Avid art collector Luisa Catanzaro first harboured thoughts of owning a gallery in the early 1990s. “I started gallery hopping and doing the rounds more than 25 years ago. I have a very large collection and my running joke is that I started thinking about having a gallery as I ran out of wall space at home,” she says with a grin.
Two key considerations made Catanzaro’s transition to gallery ownership progress at a conservative pace. Firstly, there was finding the right space. Secondly, she did not want to give up her day job as a Chief Financial Officer. Catanzaro describes her role in the finance world as “an agent for change” – managing the funding, buying, selling and floating of companies.
Viewing an available but unsuitable space in the Sydney suburb of Rozelle, Catanzaro declared to the real estate agent that what she would really like is something like that – pointing to an old heritage fire station across the street. A year or so passed and out of the blue, Catanzaro received a call from an unrelated property agent offering an inspection of the admired building. A low false ceiling and the many small partitioned pokey offices that housed a publishing enterprise within could not disguise the potential Catanzaro envisaged for an airy, open gallery space.

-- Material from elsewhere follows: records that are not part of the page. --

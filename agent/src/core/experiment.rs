//! Experiment requests: operator input resolved into validated workloads
//!
//! Resolution runs before anything is registered or spawned, so an invalid
//! request never leaves a record or a child process behind.

use std::path::PathBuf;
use std::time::Duration;

use shaper::{ShapingConfig, ShapingSession, WinDivertCapture};
use shared::{Parameters, Target};

use crate::error::{AgentError, AgentResult};
use crate::runners::disk::default_fill_path;
use crate::runners::{CpuLoadRunner, DiskFillRunner, MemoryHoldRunner, NetworkRunner};
use crate::traits::{Runner, SystemResources};

const MIB: u64 = 1024 * 1024;
/// Free space left untouched by a percentage-based disk fill
pub const DISK_SAFETY_MARGIN_BYTES: u64 = 64 * MIB;

/// What to run, as the operator asked for it
#[derive(Debug, Clone, PartialEq)]
pub enum ExperimentSpec {
    CpuLoad {
        /// Zero, negative or more than the host has means every core
        cores: i64,
        percent: i64,
        /// Seconds; zero means until stopped
        duration_secs: i64,
    },
    MemLoad {
        size_mb: i64,
        /// Share of total memory; overrides `size_mb` when positive
        percent: f64,
    },
    DiskFill {
        size_mb: i64,
        /// Share of the volume; overrides `size_mb` when positive
        percent: f64,
        path: Option<PathBuf>,
    },
    NetDelay(ShapingConfig),
}

/// Registry-facing description of an experiment
#[derive(Debug, Clone, PartialEq)]
pub struct ExperimentRequest {
    pub target: Target,
    pub action: String,
    pub params: Parameters,
    /// Stop the experiment after this long
    pub deadline: Option<Duration>,
}

impl ExperimentRequest {
    pub fn new(target: Target, action: impl Into<String>) -> Self {
        Self {
            target,
            action: action.into(),
            params: Parameters::new(),
            deadline: None,
        }
    }

    /// Add an echoed parameter (fluent API)
    pub fn with_param(mut self, key: &str, value: impl ToString) -> Self {
        self.params.insert(key.to_string(), value.to_string());
        self
    }

    /// Configure the run deadline (fluent API)
    pub fn with_deadline(mut self, deadline: Option<Duration>) -> Self {
        self.deadline = deadline;
        self
    }

    pub fn validate(&self) -> AgentResult<()> {
        if self.action.trim().is_empty() {
            return Err(AgentError::validation("action", "", "must not be empty"));
        }
        if self.deadline == Some(Duration::ZERO) {
            return Err(AgentError::validation("deadline", "0s", "must be positive when set"));
        }
        Ok(())
    }
}

/// Validated workload parameters, ready to become a runner
#[derive(Debug, Clone, PartialEq)]
pub enum Workload {
    Cpu { cores: usize, percent: u8 },
    Memory { bytes: u64 },
    Disk { path: PathBuf, bytes: u64 },
    Network(ShapingSession),
}

impl Workload {
    pub fn into_runner(self) -> Box<dyn Runner> {
        match self {
            Workload::Cpu { cores, percent } => Box::new(CpuLoadRunner::new(cores, percent)),
            Workload::Memory { bytes } => Box::new(MemoryHoldRunner::new(bytes)),
            Workload::Disk { path, bytes } => Box::new(DiskFillRunner::new(Some(path), bytes)),
            Workload::Network(session) => Box::new(NetworkRunner::new(session, Box::new(WinDivertCapture::new()))),
        }
    }
}

/// A request paired with the workload that implements it
#[derive(Debug, Clone, PartialEq)]
pub struct ResolvedExperiment {
    pub request: ExperimentRequest,
    pub workload: Workload,
}

impl ExperimentSpec {
    pub fn target(&self) -> Target {
        match self {
            ExperimentSpec::CpuLoad { .. } => Target::Cpu,
            ExperimentSpec::MemLoad { .. } => Target::Mem,
            ExperimentSpec::DiskFill { .. } => Target::Disk,
            ExperimentSpec::NetDelay(_) => Target::Net,
        }
    }

    pub fn action(&self) -> &'static str {
        match self {
            ExperimentSpec::CpuLoad { .. } | ExperimentSpec::MemLoad { .. } => "load",
            ExperimentSpec::DiskFill { .. } => "fill",
            ExperimentSpec::NetDelay(_) => "delay",
        }
    }

    /// Validate every parameter and turn percentages into concrete sizes
    pub fn resolve(&self, resources: &dyn SystemResources) -> AgentResult<ResolvedExperiment> {
        let request = ExperimentRequest::new(self.target(), self.action());

        match self {
            ExperimentSpec::CpuLoad {
                cores,
                percent,
                duration_secs,
            } => {
                if !(1..=100).contains(percent) {
                    return Err(AgentError::validation("percent", percent, "must be between 1 and 100"));
                }
                if *duration_secs < 0 {
                    return Err(AgentError::validation("duration", duration_secs, "must be zero or positive"));
                }

                let available = resources.cpu_count().max(1);
                let cores = match usize::try_from(*cores) {
                    Ok(n) if n > 0 && n <= available => n,
                    _ => available,
                };
                let deadline = (*duration_secs > 0).then(|| Duration::from_secs(*duration_secs as u64));

                Ok(ResolvedExperiment {
                    request: request
                        .with_param("cores", cores)
                        .with_param("percent", percent)
                        .with_param("duration", format!("{}s", duration_secs))
                        .with_deadline(deadline),
                    workload: Workload::Cpu {
                        cores,
                        percent: *percent as u8,
                    },
                })
            }

            ExperimentSpec::MemLoad { size_mb, percent } => {
                let size_bytes = size_in_bytes(*size_mb)?;
                check_percent(*percent)?;

                let bytes = if *percent > 0.0 {
                    share_of(resources.total_memory_bytes()?, *percent)
                } else {
                    size_bytes
                };

                Ok(ResolvedExperiment {
                    request: request
                        .with_param("bytes", bytes)
                        .with_param("percent", format!("{:.2}", percent)),
                    workload: Workload::Memory { bytes },
                })
            }

            ExperimentSpec::DiskFill { size_mb, percent, path } => {
                let size_bytes = size_in_bytes(*size_mb)?;
                check_percent(*percent)?;

                let path = path.clone().unwrap_or_else(default_fill_path);
                // The fill file is deleted on stop, so it must be ours from the start
                if std::fs::symlink_metadata(&path).is_ok() {
                    return Err(AgentError::validation("path", path.display(), "file already exists"));
                }

                let bytes = if *percent > 0.0 {
                    let volume = match path.parent() {
                        Some(parent) if !parent.as_os_str().is_empty() => parent.to_path_buf(),
                        _ => std::env::temp_dir(),
                    };
                    let space = resources.disk_space(&volume)?;
                    let wanted = share_of(space.total_bytes, *percent);
                    let cap = space.free_bytes.saturating_sub(DISK_SAFETY_MARGIN_BYTES);
                    if cap > 0 {
                        wanted.min(cap)
                    } else {
                        wanted
                    }
                } else {
                    size_bytes
                };

                Ok(ResolvedExperiment {
                    request: request
                        .with_param("bytes", bytes)
                        .with_param("path", path.display())
                        .with_param("percent", format!("{:.2}", percent)),
                    workload: Workload::Disk { path, bytes },
                })
            }

            ExperimentSpec::NetDelay(config) => {
                let session = config.validate()?;
                Ok(ResolvedExperiment {
                    request: request
                        .with_param("delay", config.delay_ms)
                        .with_param("jitter", config.jitter_ms)
                        .with_param("loss", format!("{:.2}", config.loss_percent))
                        .with_param("bandwidthKbps", config.bandwidth_kbps)
                        .with_param("filter", &session.filter_expression),
                    workload: Workload::Network(session),
                })
            }
        }
    }
}

fn size_in_bytes(size_mb: i64) -> AgentResult<u64> {
    u64::try_from(size_mb)
        .ok()
        .and_then(|mb| mb.checked_mul(MIB))
        .ok_or_else(|| AgentError::validation("size", size_mb, "must be zero or positive"))
}

fn check_percent(percent: f64) -> AgentResult<()> {
    if (0.0..=100.0).contains(&percent) {
        Ok(())
    } else {
        Err(AgentError::validation("percent", percent, "must be between 0 and 100"))
    }
}

fn share_of(total: u64, percent: f64) -> u64 {
    (total as f64 * percent / 100.0) as u64
}
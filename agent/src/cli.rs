//! Command line surface of the `chaos-agent` binary

use std::path::PathBuf;

use clap::{Args, Parser, Subcommand};

use shaper::{ShapingConfig, DEFAULT_FILTER};
use shared::{Parameters, Target};

use crate::core::ExperimentSpec;

/// Inject controlled faults (CPU, memory, disk, network) into this host
#[derive(Parser, Debug)]
#[command(name = "chaos-agent", version)]
#[command(about = "Fault-injection agent for CPU, memory, disk and network experiments")]
pub struct Cli {
    /// Start the experiment in a background worker and return immediately
    #[arg(long, global = true)]
    pub detach: bool,

    /// Marks the relaunched background worker
    #[arg(long, global = true, hide = true)]
    pub worker: bool,

    /// Stop the experiment after this many seconds (0 = no timeout)
    #[arg(long, global = true, allow_negative_numbers = true)]
    pub timeout: Option<i64>,

    /// Directory holding experiment records
    #[arg(long, global = true)]
    pub state_dir: Option<PathBuf>,

    /// Log level (trace, debug, info, warn, error)
    #[arg(long, global = true, default_value = "info")]
    pub log_level: String,

    #[command(subcommand)]
    pub command: Command,
}

#[derive(Subcommand, Debug)]
pub enum Command {
    /// Start an experiment
    Create {
        #[command(subcommand)]
        experiment: CreateCommand,
    },
    /// Show tracked experiments, optionally for one target
    List { target: Option<Target> },
    /// Stop one experiment, or every experiment of a target
    Destroy { target: Target, id: Option<String> },
}

#[derive(Subcommand, Debug)]
pub enum CreateCommand {
    /// CPU experiments
    Cpu {
        #[command(subcommand)]
        action: CpuAction,
    },
    /// Memory experiments
    Mem {
        #[command(subcommand)]
        action: MemAction,
    },
    /// Disk experiments
    Disk {
        #[command(subcommand)]
        action: DiskAction,
    },
    /// Network experiments
    Net {
        #[command(subcommand)]
        action: NetAction,
    },
}

#[derive(Subcommand, Debug)]
pub enum CpuAction {
    /// Keep cores busy for a share of every period
    Load(CpuLoadArgs),
}

#[derive(Subcommand, Debug)]
pub enum MemAction {
    /// Allocate and hold memory
    Load(MemLoadArgs),
}

#[derive(Subcommand, Debug)]
pub enum DiskAction {
    /// Write a file and hold it
    Fill(DiskFillArgs),
}

#[derive(Subcommand, Debug)]
pub enum NetAction {
    /// Delay, jitter, drop and throttle matching packets
    Delay(NetDelayArgs),
}

#[derive(Args, Debug, Clone, PartialEq)]
pub struct CpuLoadArgs {
    /// Cores to load (0 = all)
    #[arg(short, long, default_value_t = 0, allow_negative_numbers = true)]
    pub cores: i64,

    /// Busy share of each period, 1-100
    #[arg(long, default_value_t = 100, allow_negative_numbers = true)]
    pub percent: i64,

    /// Seconds to run (0 = until stopped)
    #[arg(long, default_value_t = 0, allow_negative_numbers = true)]
    pub duration: i64,
}

#[derive(Args, Debug, Clone, PartialEq)]
pub struct MemLoadArgs {
    /// Megabytes to allocate
    #[arg(long, default_value_t = 256, allow_negative_numbers = true)]
    pub size: i64,

    /// Share of total memory, overrides --size when above 0
    #[arg(long, default_value_t = 0.0, allow_negative_numbers = true)]
    pub percent: f64,
}

#[derive(Args, Debug, Clone, PartialEq)]
pub struct DiskFillArgs {
    /// Megabytes to write
    #[arg(long, default_value_t = 512, allow_negative_numbers = true)]
    pub size: i64,

    /// Share of the volume, overrides --size when above 0
    #[arg(long, default_value_t = 0.0, allow_negative_numbers = true)]
    pub percent: f64,

    /// File to create (must not exist yet)
    #[arg(long)]
    pub path: Option<PathBuf>,
}

#[derive(Args, Debug, Clone, PartialEq)]
pub struct NetDelayArgs {
    /// Base delay in milliseconds
    #[arg(long, default_value_t = 100, allow_negative_numbers = true)]
    pub delay: i64,

    /// Jitter bound in milliseconds
    #[arg(long, default_value_t = 0, allow_negative_numbers = true)]
    pub jitter: i64,

    /// Drop probability in percent
    #[arg(long, default_value_t = 0.0, allow_negative_numbers = true)]
    pub loss: f64,

    /// Bandwidth cap in kbps (0 = unlimited)
    #[arg(long, default_value_t = 0, allow_negative_numbers = true)]
    pub bandwidth: i64,

    /// Capture filter expression
    #[arg(long, default_value = DEFAULT_FILTER)]
    pub filter: String,
}

impl CreateCommand {
    pub fn into_spec(self) -> ExperimentSpec {
        match self {
            CreateCommand::Cpu {
                action: CpuAction::Load(args),
            } => ExperimentSpec::CpuLoad {
                cores: args.cores,
                percent: args.percent,
                duration_secs: args.duration,
            },
            CreateCommand::Mem {
                action: MemAction::Load(args),
            } => ExperimentSpec::MemLoad {
                size_mb: args.size,
                percent: args.percent,
            },
            CreateCommand::Disk {
                action: DiskAction::Fill(args),
            } => ExperimentSpec::DiskFill {
                size_mb: args.size,
                percent: args.percent,
                path: args.path,
            },
            CreateCommand::Net {
                action: NetAction::Delay(args),
            } => ExperimentSpec::NetDelay(ShapingConfig {
                filter: args.filter,
                delay_ms: args.delay,
                jitter_ms: args.jitter,
                loss_percent: args.loss,
                bandwidth_kbps: args.bandwidth,
            }),
        }
    }
}

/// Render parameters as `{key=value, ...}` in key order
pub fn format_params(params: &Parameters) -> String {
    let pairs: Vec<String> = params.iter().map(|(k, v)| format!("{}={}", k, v)).collect();
    format!("{{{}}}", pairs.join(", "))
}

“I brought in a building inspector and he went up a ladder to look in through the ceiling at the roof space. He said ‘oh my God, you better come and have a look’. I climbed up the ladder and said ‘we have got to have this building’. I opened the whole place up to its original heritage status. It looked nothing like this when I bought it,” Catanzaro gestures to the beautifully restored building, its soaring timber ceilings in the main gallery and the decorative pressed metal ceilings in the second space. “A few years later I set up Artereal.”
With the gallery space locked in, Catanzaro was left with the career dilemma to solve. “I love the finance element and I love the arts element, she says. “I thought, how can I have both at the same time? I wasn’t willing to give up either.”
True to form as a successful CFO and accustomed to nutting problems out on paper, Catanzaro devised a business model for the gallery. “It is not top down or dictatorial in any sense. It is far more collaborative, consensus driven, team style,” she explains. “Barbara Dowse is our senior curator for the main space, Rhianna Walcott is our gallery manager and curator for the second space, Noula Diamantopoulos (who is also a psychotherapist, artist and teacher) is managing director and business coach. It is a very different model to a lot of other galleries. But it works, because we have similar view points, similar philosophies and are all passionate about how we see the space.”
Artereal is now in its 10th year and has a stable of more than 20 artists. Walcott, who has been with the gallery for seven years, takes on the difficult question: Is there a definable gallery aesthetic? “What links most of our artists is an attitude of experimentation,” she explains. “Most are pushing boundaries, either conceptually or through the materials they employ. Our artists tend to be a bit more cutting edge.”
As a gallery, Artereal also likes to push the conventional artistic representational boundaries by supporting performance art seasons, car park showings of video art, guest curator shows and mentorships for art school honours graduates. The gallery has participated in Melbourne and Sydney art fairs and is on the look out for interesting international opportunities for its artists. With a broad smile Catanzaro says: “I feel we might have been the only commercial gallery with a strategic plan, we are nimble, agile, not static and we love exploring change.”